Sonja L. Howell, PhD
Instructional Designer & Developer at Jackson College
TEDx Organizer
Jackson , United StatesAbout Sonja
I am a…
Change Agent, Connector, Consultant, Designer, Educator/Teacher, Parent, Social entrepreneur, Writer/Editor
Bio
Sonja Howell is an Instructional Designer and Developer and Primary TEDx Licensee at Jackson College, where she leads innovative projects that blend AI and emotional intelligence (AI + EQ) to reshape how we teach and learn. She is the creator of the Transformative Mindset Instructional Design (TMID) framework, the •~ movement, and the author of "Feel It," a groundbreaking book on waking up from emotional numbness and reclaiming the power of presence. Sonja designs learning experiences that are as emotionally alive as they are academically strong. Through TEDxJacksonCollege, she’s curating a stage for voices that make education feel again.
I'm passionate about
I’m passionate about helping people feel again, in their classrooms, in their parenting, in their relationships, and in themselves. I design learning experiences that combine emotional presence with creative tools, and I believe that storytelling, art, and deep listening can change the way we teach, lead, and live. Whether I’m building a course, writing a book, or curating a TEDx event, I’m driven by one thing: waking people up to what really matters.
An idea worth spreading
What if the real reason people stop learning isn’t laziness or lack of access, but emotional numbness? We live in a culture that teaches us to cope, but not to feel. The result is a quiet epidemic of emotional sedation, showing up as disconnection, burnout, and unfinished dreams. The idea worth spreading is this: we don’t need more motivation, we need to feel again. When we reclaim our emotional presence, we unlock the ability to stay with discomfort, process experience, and complete what matters. Learning begins when we feel it.
Areas of expertise
AI + EQ Integration in Education, Author of Feel It: A Guide to Emotional Presence, Community Collaboration & Reflective Practice, Creative Assessment & Engagement Strategies, Educational Publishing (Parenting & Instructional Design Books), Equity-Centered Learning Design, Instructional Design & Development, Online Course Design and Faculty Development, Storytelling in Education', Transformative Mindset Instructional Design (TMID), Trauma-Informed and Emotionally Intelligent Teaching, Workshop Facilitation & Public Speaking
The TED story
When I was six years old, I learned that the things that matter most can’t be faked.

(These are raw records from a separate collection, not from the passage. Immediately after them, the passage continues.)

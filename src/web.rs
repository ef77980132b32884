//! WebAssembly bindings via wasm-bindgen for the browser page.
//!
//! This module is only compiled when the `web` feature is enabled. Sound comes
//! from the page's global `Tone` (Tone.js); the page supplies a control panel
//! object and forwards DOM events.
//!
//! # Usage
//!
//! ```bash
//! wasm-pack build --target web --features web
//! ```
//!
//! ```javascript
//! import init, { fart_init, FartGenerator, slider_length } from './fart_core.js';
//!
//! await init();
//! fart_init();
//!
//! const generator = new FartGenerator({
//!   setBusy(busy) { generateBtn.disabled = busy; surpriseBtn.disabled = busy; },
//!   showSlider(id, value, label, fill) { /* move slider, set label, paint fill */ },
//!   notifyError(message) { alert(message); },
//! });
//!
//! lengthSlider.addEventListener('input', e => generator.setSlider(slider_length(), +e.target.value));
//! generateBtn.addEventListener('click', () => generator.generate());
//! surpriseBtn.addEventListener('click', () => generator.surprise());
//! window.addEventListener('beforeunload', () => generator.teardown());
//! ```

use std::cell::RefCell;
use std::collections::HashMap;
use std::future::Future;
use std::pin::Pin;
use std::rc::{Rc, Weak};

use js_sys::{Array, Function, Math, Promise, Reflect, JSON};
use rand::SeedableRng;
use rand_pcg::Pcg32;
use wasm_bindgen::prelude::*;
use wasm_bindgen::JsCast;
use wasm_bindgen_futures::{spawn_local, JsFuture};

use crate::config::GeneratorConfig;
use crate::controller::{Begin, LifecycleController};
use crate::engine::{AudioEngine, AutomatedParam, ConstructorArgs, NodeId, NodeSpec};
use crate::error::{FartError, FartResult};
use crate::sliders::{
    SliderKind, SliderReadout, SLIDER_FORCE, SLIDER_LENGTH, SLIDER_LOUDNESS, SLIDER_PITCH,
    SLIDER_WETNESS,
};
use crate::surface::ControlSurface;
use crate::timer::{Task, Timer};

#[wasm_bindgen]
extern "C" {
    #[wasm_bindgen(js_namespace = Tone, js_name = start, catch)]
    fn tone_start() -> Result<Promise, JsValue>;

    #[wasm_bindgen(js_namespace = Tone, js_name = now)]
    fn tone_now() -> f64;

    #[wasm_bindgen(js_name = setTimeout)]
    fn set_timeout(handler: &JsValue, timeout: i32) -> i32;

    /// Any Tone.js audio node.
    type ToneNode;

    #[wasm_bindgen(method, catch)]
    fn connect(this: &ToneNode, destination: &ToneNode) -> Result<JsValue, JsValue>;

    #[wasm_bindgen(method, catch, js_name = toDestination)]
    fn to_destination(this: &ToneNode) -> Result<JsValue, JsValue>;

    #[wasm_bindgen(method, catch, js_name = triggerAttackRelease)]
    fn trigger_attack_release(
        this: &ToneNode,
        note: f64,
        duration: f64,
        time: f64,
    ) -> Result<JsValue, JsValue>;

    #[wasm_bindgen(method, catch)]
    fn start(this: &ToneNode, time: f64) -> Result<JsValue, JsValue>;

    #[wasm_bindgen(method, catch)]
    fn stop(this: &ToneNode, time: f64) -> Result<JsValue, JsValue>;

    #[wasm_bindgen(method, catch)]
    fn dispose(this: &ToneNode) -> Result<JsValue, JsValue>;

    #[wasm_bindgen(method, getter)]
    fn frequency(this: &ToneNode) -> ToneParam;

    #[wasm_bindgen(method, getter)]
    fn volume(this: &ToneNode) -> ToneParam;

    /// A Tone.js `Param` or `Signal`.
    type ToneParam;

    #[wasm_bindgen(method, catch, js_name = setValueAtTime)]
    fn set_value_at_time(this: &ToneParam, value: f64, time: f64) -> Result<JsValue, JsValue>;

    #[wasm_bindgen(method, catch, js_name = linearRampToValueAtTime)]
    fn linear_ramp_to_value_at_time(
        this: &ToneParam,
        value: f64,
        time: f64,
    ) -> Result<JsValue, JsValue>;

    /// Page object with `setBusy`, `showSlider` and `notifyError` methods.
    pub type ControlPanel;

    #[wasm_bindgen(method, js_name = setBusy)]
    fn js_set_busy(this: &ControlPanel, busy: bool);

    #[wasm_bindgen(method, js_name = showSlider)]
    fn js_show_slider(this: &ControlPanel, slider: u32, value: f64, label: &str, fill_percent: f64);

    #[wasm_bindgen(method, js_name = notifyError)]
    fn js_notify_error(this: &ControlPanel, message: &str);
}

fn describe(err: JsValue) -> String {
    err.as_string().unwrap_or_else(|| format!("{err:?}"))
}

fn engine_err(operation: &'static str) -> impl FnOnce(JsValue) -> FartError {
    move |err| FartError::engine(operation, describe(err))
}

fn to_js(err: FartError) -> JsValue {
    js_sys::Error::new(&err.to_string()).into()
}

// ═══════════════════════════════════════════════════════════════════════════
// Engine
// ═══════════════════════════════════════════════════════════════════════════

fn construct(spec: &NodeSpec) -> Result<ToneNode, JsValue> {
    let tone = Reflect::get(&js_sys::global(), &JsValue::from_str("Tone"))?;
    let class: Function = Reflect::get(&tone, &JsValue::from_str(spec.class_name()))?.dyn_into()?;

    let args = Array::new();
    match spec.constructor_args().map_err(to_js)? {
        ConstructorArgs::Positional(values) => {
            for value in values {
                args.push(&JsValue::from_f64(value));
            }
        }
        ConstructorArgs::Options(json) => {
            args.push(&JSON::parse(&json)?);
        }
    }
    Ok(Reflect::construct(&class, &args)?.unchecked_into())
}

/// [`AudioEngine`] backed by the page's Tone.js.
#[derive(Default)]
pub struct ToneEngine {
    nodes: HashMap<NodeId, ToneNode>,
    next_id: u32,
}

impl ToneEngine {
    fn node(&self, id: NodeId) -> FartResult<&ToneNode> {
        self.nodes.get(&id).ok_or(FartError::UnknownNode(id))
    }

    fn param(&self, id: NodeId, param: AutomatedParam) -> FartResult<ToneParam> {
        let node = self.node(id)?;
        Ok(match param {
            AutomatedParam::Frequency => node.frequency(),
            AutomatedParam::Volume => node.volume(),
        })
    }
}

impl AudioEngine for ToneEngine {
    type Unlock = Pin<Box<dyn Future<Output = FartResult<()>>>>;

    fn unlock(&mut self) -> Self::Unlock {
        let promise = tone_start();
        Box::pin(async move {
            let promise = promise.map_err(|err| FartError::engine_start(describe(err)))?;
            JsFuture::from(promise)
                .await
                .map(|_| ())
                .map_err(|err| FartError::engine_start(describe(err)))
        })
    }

    fn now(&self) -> f64 {
        tone_now()
    }

    fn create(&mut self, spec: &NodeSpec) -> FartResult<NodeId> {
        let node = construct(spec).map_err(engine_err("create"))?;
        self.next_id += 1;
        let id = NodeId(self.next_id);
        self.nodes.insert(id, node);
        Ok(id)
    }

    fn connect(&mut self, source: NodeId, destination: NodeId) -> FartResult<()> {
        let destination = self.node(destination)?;
        self.node(source)?
            .connect(destination)
            .map(drop)
            .map_err(engine_err("connect"))
    }

    fn to_destination(&mut self, node: NodeId) -> FartResult<()> {
        self.node(node)?
            .to_destination()
            .map(drop)
            .map_err(engine_err("route to destination"))
    }

    fn trigger_attack_release(
        &mut self,
        node: NodeId,
        frequency: f64,
        duration: f64,
        time: f64,
    ) -> FartResult<()> {
        self.node(node)?
            .trigger_attack_release(frequency, duration, time)
            .map(drop)
            .map_err(engine_err("trigger"))
    }

    fn start(&mut self, node: NodeId, time: f64) -> FartResult<()> {
        self.node(node)?
            .start(time)
            .map(drop)
            .map_err(engine_err("start source"))
    }

    fn stop(&mut self, node: NodeId, time: f64) -> FartResult<()> {
        self.node(node)?
            .stop(time)
            .map(drop)
            .map_err(engine_err("stop source"))
    }

    fn set_value_at_time(
        &mut self,
        node: NodeId,
        param: AutomatedParam,
        value: f64,
        time: f64,
    ) -> FartResult<()> {
        self.param(node, param)?
            .set_value_at_time(value, time)
            .map(drop)
            .map_err(engine_err("set value"))
    }

    fn linear_ramp_to_value_at_time(
        &mut self,
        node: NodeId,
        param: AutomatedParam,
        value: f64,
        time: f64,
    ) -> FartResult<()> {
        self.param(node, param)?
            .linear_ramp_to_value_at_time(value, time)
            .map(drop)
            .map_err(engine_err("ramp value"))
    }

    fn dispose(&mut self, node: NodeId) -> FartResult<()> {
        let tone_node = self.nodes.remove(&node).ok_or(FartError::UnknownNode(node))?;
        tone_node.dispose().map(drop).map_err(engine_err("dispose"))
    }
}

// ═══════════════════════════════════════════════════════════════════════════
// Page glue
// ═══════════════════════════════════════════════════════════════════════════

type WebController = LifecycleController<ToneEngine, JsTimer, JsPanel, Pcg32>;

/// [`ControlSurface`] that forwards to the page's control panel object.
pub struct JsPanel(ControlPanel);

impl ControlSurface for JsPanel {
    fn set_busy(&mut self, busy: bool) {
        self.0.js_set_busy(busy);
    }

    fn show_slider(&mut self, readout: &SliderReadout) {
        self.0.js_show_slider(
            readout.kind.id(),
            readout.value,
            &readout.label,
            readout.fill_percent,
        );
    }

    fn notify_error(&mut self, message: &str) {
        self.0.js_notify_error(message);
    }
}

/// [`Timer`] on `setTimeout`. Holds the controller weakly so pending timeouts
/// never keep a torn-down generator alive.
pub struct JsTimer {
    app: Weak<RefCell<WebController>>,
}

impl Timer for JsTimer {
    fn arm(&mut self, delay_ms: u32, task: Task) {
        let app = self.app.clone();
        let callback = Closure::once_into_js(move || {
            if let Some(app) = app.upgrade() {
                run_task(&app, task);
            }
        });
        set_timeout(&callback, delay_ms.min(i32::MAX as u32) as i32);
    }
}

// Mirrors `LifecycleController::run_task`, which would hold the RefCell borrow
// across the unlock await.
fn run_task(app: &Rc<RefCell<WebController>>, task: Task) {
    match task {
        Task::Release { play } => app.borrow_mut().release(play),
        Task::AutoPlay => generate(app),
    }
}

// The controller is never borrowed across the unlock await.
fn generate(app: &Rc<RefCell<WebController>>) {
    let begin = app.borrow_mut().begin();
    match begin {
        None => {}
        Some(Begin::Ready) => app.borrow_mut().play(),
        Some(Begin::Unlock(unlock)) => {
            let app = Rc::downgrade(app);
            spawn_local(async move {
                let result = unlock.await;
                if let Some(app) = app.upgrade() {
                    app.borrow_mut().complete_unlock(result);
                }
            });
        }
    }
}

fn random_seed() -> u64 {
    let hi = (Math::random() * 4_294_967_296.0) as u64;
    let lo = (Math::random() * 4_294_967_296.0) as u64;
    (hi << 32) | lo
}

fn slider_kind(slider: u32) -> Result<SliderKind, JsValue> {
    SliderKind::from_id(slider).ok_or_else(|| js_sys::Error::new(&format!("unknown slider {slider}")).into())
}

// ═══════════════════════════════════════════════════════════════════════════
// Exports
// ═══════════════════════════════════════════════════════════════════════════

/// Installs the panic hook and console logging. Call once after `init()`.
#[wasm_bindgen]
pub fn fart_init() {
    console_error_panic_hook::set_once();
    console_log::init_with_level(log::Level::Info).ok();
}

/// The generator as seen from the page.
#[wasm_bindgen]
pub struct FartGenerator {
    app: Rc<RefCell<WebController>>,
}

#[wasm_bindgen]
impl FartGenerator {
    /// Creates a generator driving `panel`. `config_json` is an optional
    /// [`GeneratorConfig`] in JSON; invalid config throws.
    #[wasm_bindgen(constructor)]
    pub fn new(panel: ControlPanel, config_json: Option<String>) -> Result<FartGenerator, JsValue> {
        let config = match config_json {
            Some(json) => GeneratorConfig::from_json(&json).map_err(to_js)?,
            None => GeneratorConfig::default(),
        };
        let rng = Pcg32::seed_from_u64(config.seed.unwrap_or_else(random_seed));

        let app = Rc::new_cyclic(|weak| {
            RefCell::new(LifecycleController::new(
                ToneEngine::default(),
                JsTimer { app: weak.clone() },
                JsPanel(panel),
                rng,
                config,
            ))
        });
        app.borrow_mut().refresh_sliders();
        Ok(Self { app })
    }

    /// Forwards a slider input event. Returns the value actually stored.
    #[wasm_bindgen(js_name = setSlider)]
    pub fn set_slider(&self, slider: u32, value: f64) -> Result<f64, JsValue> {
        let kind = slider_kind(slider)?;
        Ok(self.app.borrow_mut().set_slider(kind, value))
    }

    pub fn slider(&self, slider: u32) -> Result<f64, JsValue> {
        let kind = slider_kind(slider)?;
        Ok(self.app.borrow().sliders().get(kind))
    }

    /// Generate button. Ignored while a sound is playing.
    pub fn generate(&self) {
        generate(&self.app);
    }

    /// Surprise button: randomizes every slider and plays shortly after.
    pub fn surprise(&self) -> bool {
        self.app.borrow_mut().surprise()
    }

    #[wasm_bindgen(js_name = isPlaying)]
    pub fn is_playing(&self) -> bool {
        self.app.borrow().is_playing()
    }

    #[wasm_bindgen(js_name = visibilityChanged)]
    pub fn visibility_changed(&self, hidden: bool) -> bool {
        self.app.borrow().visibility_changed(hidden)
    }

    /// Page unload: releases any live sound.
    pub fn teardown(&self) {
        self.app.borrow_mut().teardown();
    }
}

#[wasm_bindgen]
pub fn slider_length() -> u32 {
    SLIDER_LENGTH
}

#[wasm_bindgen]
pub fn slider_force() -> u32 {
    SLIDER_FORCE
}

#[wasm_bindgen]
pub fn slider_wetness() -> u32 {
    SLIDER_WETNESS
}

#[wasm_bindgen]
pub fn slider_loudness() -> u32 {
    SLIDER_LOUDNESS
}

#[wasm_bindgen]
pub fn slider_pitch() -> u32 {
    SLIDER_PITCH
}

It happened during Awanas, a church-based program where kids memorized Bible verses to earn small rewards. At Calvary Baptist, we each had a bright punch card, stiff like an index card, with rows waiting for flower-shaped holes. Every time we successfully recited a verse, we got a punch. Not a sticker. Not a checkmark. A hole. You couldn’t give one to yourself. You couldn’t cheat. You had to earn it, word by word, week by week.
And I did.
Those flower punches mattered to me. They were tiny proof that I could stay with something hard and complete it. That story shaped everything in my work, my teaching, even the way I show up in relationships. I’ve carried it into classrooms, curriculum design, and now into a book called Feel It, which is about reclaiming emotional presence in a world that teaches us to numb out.
Today, I’m an instructional designer at Jackson College. I collaborate with faculty and students to design learning experiences that integrate AI and emotional intelligence. I call it AI + EQ, and I believe that education shouldn’t just be smart, it should be felt.
I’m also a parent, a writer, and a collaborator. I lead a cross-campus group called the Communications Collaborative, which elevates student and faculty voices through storytelling and the expressive arts. We’ve seen firsthand what happens when people are given a safe place to tell the truth: they come alive.
TEDxJacksonCollege is an extension of that work. We’re creating a stage for the voices we believe the world needs to hear, voices that are thoughtful, diverse, grounded, and deeply human. My TED story isn’t just about me getting on stage someday. It’s about building one big enough for everyone else.
Things you might not know
People don’t know I’m good at helping others find the exact words for the thing they didn’t know how to say. Whether it's a story, a lesson, or a feeling, I have a way of pulling clarity out of emotional fog and making it make sense, beautifully.